Étudiant de troisième cycle, Département de gynécologie et d’obstétrique, Faculté de médecine, Université de São Paulo – FMUSP ; Coordinateur de la résidence de chirurgie générale, Hôpital Ipiranga et médecin-chef, département de chirurgie générale et vidéolaparoscopie, Hôpital Ipiranga, São Paulo,SP
IIDoctorat, département de gynécologie et d’obstétrique FMUSP et médecin assistant, clinique gynécologique, Hôpital das Clínicas, Faculté de médecine, Université de São Paulo – FMUSP, São Paulo,SP
IIIDoctorant, Département de gynécologie et d’obstétrique FMUSP et médecin collaborateur, Clinique gynécologique, Hôpital das Clínicas, Faculté de médecine, Université de São Paulo – FMUSP, São Paulo,SP
IVPhD, PhD, Département des cliniques chirurgicales, FMUSP et médecin assistant, Clinique chirurgicale, Hôpital das Clínicas, Faculté de médecine, Université de São Paulo – FMUSP, São Paulo,SP
VGynécologue et coordinateur de la vidéosurveillance, Département de gynécologie, Hôpital Brigadeiro, São Paulo,SP
VIDocteur, Département d’obstétrique et de gynécologie, FMUSP ; Responsable du secteur Endométriose de la Clinique gynécologique, Département d’obstétrique et de gynécologie, Faculté de médecine, Université de São Paulo – FMUSP, São Paulo,SP

RESUMO

Malgré le caractère bénin de l’endométriose, on estime que 1% des cas sont liés à un cancer, surtout lorsque les deux affections se produisent dans les ovaires. Les lésions extra-ovariennes trouvées dans la cloison rectovaginale, le côlon, la vessie, le vagin et le péritoine de la région pelvienne ont également été associées à des néoplasmes malins. Plusieurs caractéristiques du tissu endométrial ectopique le rapprochent du phénotype néoplasique, et l’endométriose elle-même a un comportement typiquement néoplasique avec une capacité à envahir le stroma adjacent et une association avec des lésions à distance. Cette revue met à jour les connaissances diagnostiques, cliniques et thérapeutiques des implants intestinaux de tissu endométriosique, ainsi que leurs relations avec les processus néoplasiques afin de mieux comprendre leur caractère bénin ou leur potentiel éventuel de malignité.
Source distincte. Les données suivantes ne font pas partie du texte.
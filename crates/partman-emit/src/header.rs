//! C header generation.

use partman_core::{Layout, Region};

/// Settings shared by the aggregate header renderers.
#[derive(Debug, Clone, PartialEq, Eq)]
pub struct HeaderOptions {
    /// Flash driver name every area is reported on.
    pub device: String,
    /// Tool name written into the "generated" banner.
    pub generator: String,
}

impl Default for HeaderOptions {
    fn default() -> Self {
        Self {
            device: "NRF_FLASH_DRV_NAME".into(),
            generator: "partman".into(),
        }
    }
}

/// Linker override for the image linked into `region`.
pub fn render_override(region: &Region) -> String {
    format!(
        "#undef CONFIG_FLASH_BASE_ADDRESS\n\
         #define CONFIG_FLASH_BASE_ADDRESS {:#x}\n\
         #undef CONFIG_FLASH_LOAD_OFFSET\n\
         #define CONFIG_FLASH_LOAD_OFFSET 0\n\
         #undef CONFIG_FLASH_LOAD_SIZE\n\
         #define CONFIG_FLASH_LOAD_SIZE {:#x}\n",
        region.address, region.size
    )
}

/// Include guard macro for a header file name: `pm_config.h` → `PM_CONFIG_H__`.
pub fn header_guard(file_name: &str) -> String {
    let stem = file_name.split(".h").next().unwrap_or(file_name);
    let stem: String = stem
        .chars()
        .map(|c| if c.is_ascii_alphanumeric() { c.to_ascii_uppercase() } else { '_' })
        .collect();
    format!("{stem}_H__")
}

/// The aggregate header listing every flash area.
///
/// Areas are numbered by ascending address. The indirect list lets code
/// iterate areas by id; the direct list looks them up by name.
pub fn render_pm_config(layout: &Layout, file_name: &str, options: &HeaderOptions) -> String {
    let guard = header_guard(file_name);
    let areas = layout.by_address();
    let ids = layout.area_ids();

    let mut lines = vec![
        format!("/* File generated by {}, do not modify */", options.generator),
        format!("#ifndef {guard}"),
        format!("#define {guard}"),
        String::new(),
        "/* Indirect, iterable list of flash areas */".to_string(),
    ];

    for (id, (name, region)) in areas.iter().enumerate() {
        lines.push(format!("#define PM_CFG_{id}_DEV \"{}\"", options.device));
        lines.push(format!("#define PM_CFG_{id}_LABEL {}", macro_name(name)));
        lines.push(format!("#define PM_CFG_{id}_OFFSET {:#x}", region.address));
        lines.push(format!("#define PM_CFG_{id}_SIZE {:#x}", region.size));
    }
    for (name, id) in &ids {
        lines.push(format!("#define PM_CFG_{}_ID {id}", macro_name(name)));
    }
    lines.push(format!("#define PM_CFG_NUM {}", areas.len()));

    lines.push(String::new());
    lines.push("/* Direct look up list of flash areas */".to_string());
    for (name, region) in &areas {
        let name = macro_name(name);
        lines.push(format!("#define PM_CFG_{name}_ADDRESS {:#x}", region.address));
        lines.push(format!("#define PM_CFG_{name}_SIZE {:#x}", region.size));
        lines.push(format!("#define PM_CFG_{name}_DEV_NAME \"{}\"", options.device));
    }

    lines.push(format!("#endif /* {guard} */"));
    lines.join("\n") + "\n"
}

pub(crate) fn macro_name(partition: &str) -> String {
    partition.to_ascii_uppercase()
}

#[cfg(test)]
mod tests {
    use super::*;
    use partman_core::{resolve_layout, NoSizes, PartitionTable, Placement};

    fn layout() -> Layout {
        let table = PartitionTable::new()
            .with("spm", Placement::Before(vec!["app".into()]), Some(0x100))
            .with("mcuboot", Placement::Before(vec!["spm".into(), "app".into()]), Some(0x200))
            .with_span("mcuboot_partitions", &["spm", "app"], &["primary", "secondary"])
            .with("app", Placement::Anchor, None);
        resolve_layout(table, &NoSizes, 0x1000).unwrap().layout
    }

    #[test]
    fn override_header() {
        let region = Region::ordinary(0xc000, 0x34000);
        assert_eq!(
            render_override(&region),
            "#undef CONFIG_FLASH_BASE_ADDRESS\n\
             #define CONFIG_FLASH_BASE_ADDRESS 0xc000\n\
             #undef CONFIG_FLASH_LOAD_OFFSET\n\
             #define CONFIG_FLASH_LOAD_OFFSET 0\n\
             #undef CONFIG_FLASH_LOAD_SIZE\n\
             #define CONFIG_FLASH_LOAD_SIZE 0x34000\n"
        );
    }

    #[test]
    fn override_at_zero() {
        assert!(render_override(&Region::ordinary(0, 0x10)).contains("BASE_ADDRESS 0x0\n"));
    }

    #[test]
    fn guards() {
        assert_eq!(header_guard("pm_config.h"), "PM_CONFIG_H__");
        assert_eq!(header_guard("my-layout.h"), "MY_LAYOUT_H__");
    }

    #[test]
    fn pm_config_lists_areas_by_address() {
        let text = render_pm_config(&layout(), "pm_config.h", &HeaderOptions::default());

        assert!(text.starts_with("/* File generated by partman, do not modify */\n#ifndef PM_CONFIG_H__\n"));
        assert!(text.ends_with("#endif /* PM_CONFIG_H__ */\n"));
        assert!(text.contains("#define PM_CFG_0_LABEL MCUBOOT\n"));
        assert!(text.contains("#define PM_CFG_1_LABEL SPM\n"));
        assert!(text.contains("#define PM_CFG_2_LABEL MCUBOOT_PARTITIONS_PRIMARY\n"));
        assert!(text.contains("#define PM_CFG_2_OFFSET 0x200\n"));
        assert!(text.contains("#define PM_CFG_2_SIZE 0x700\n"));
        assert!(text.contains("#define PM_CFG_MCUBOOT_PARTITIONS_SECONDARY_ADDRESS 0x900\n"));
        assert!(text.contains("#define PM_CFG_APP_ID 3\n"));
        assert!(text.contains("#define PM_CFG_NUM 5\n"));
        assert!(text.contains("#define PM_CFG_APP_ADDRESS 0x300\n"));
        assert!(text.contains("#define PM_CFG_APP_SIZE 0xd00\n"));
        assert!(text.contains("#define PM_CFG_SPM_DEV_NAME \"NRF_FLASH_DRV_NAME\"\n"));
    }

    #[test]
    fn custom_device_name() {
        let options = HeaderOptions {
            device: "FLASH_CTRL".into(),
            ..HeaderOptions::default()
        };
        let text = render_pm_config(&layout(), "pm_config.h", &options);
        assert!(text.contains("#define PM_CFG_0_DEV \"FLASH_CTRL\"\n"));
        assert!(!text.contains("NRF_FLASH_DRV_NAME"));
    }
}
Unitermes : Endométriose. Intestins. Tumeurs.

INTRODUCTION

Décrite pour la première fois par Rokitansky en 18601, l’endométriose est définie comme la présence de glande endométriale et/ou de stroma en dehors de l’utérus2. Cette affection peut provoquer des dysménorrhées, des douleurs pelviennes acycliques, l’infertilité, la dyspareunie et des modifications urinaires et intestinales au cours du cycle menstruel2,3, ce qui souligne sa nature hormonodépendante1.

Bien qu’il existe encore des controverses dans la compréhension de l’endométriose, on sait qu’elle peut affecter le péritoine, l’ovaire, la cloison rectovaginale et l’intestin4,5 et qu’elle représente l’une des principales affections gynécologiques présentant des incertitudes quant à son diagnostic et à son traitement6,7.

La suspicion diagnostique de l’endométriose est principalement clinique, à partir des signes et symptômes susmentionnés qui résultent de cette affection. Des études ont été publiées sur les méthodes de laboratoire possibles pour le diagnostic de l’endométriose8, mais le seul marqueur important détecté pour aider au diagnostic des stades plus avancés de l’endométriose était le CA 125, en particulier dans le sang prélevé au cours des trois premiers jours du cycle menstruel9. Aujourd’hui encore, pour le diagnostic définitif de la maladie, les méthodes invasives permettant de visualiser les lésions évocatrices de la maladie et d’obtenir un échantillon de tissu pour une analyse histologique afin de confirmer la suspicion sont essentielles.

Dans les cas diagnostiqués précocement, le traitement clinique avec l’utilisation d’agents hormonaux est largement préconisé10. Le traitement chirurgical est principalement indiqué pour les cas les plus avancés, sur la base du tableau clinique et des examens d’imagerie, en choisissant, chaque fois que possible, l’approche laparoscopique7.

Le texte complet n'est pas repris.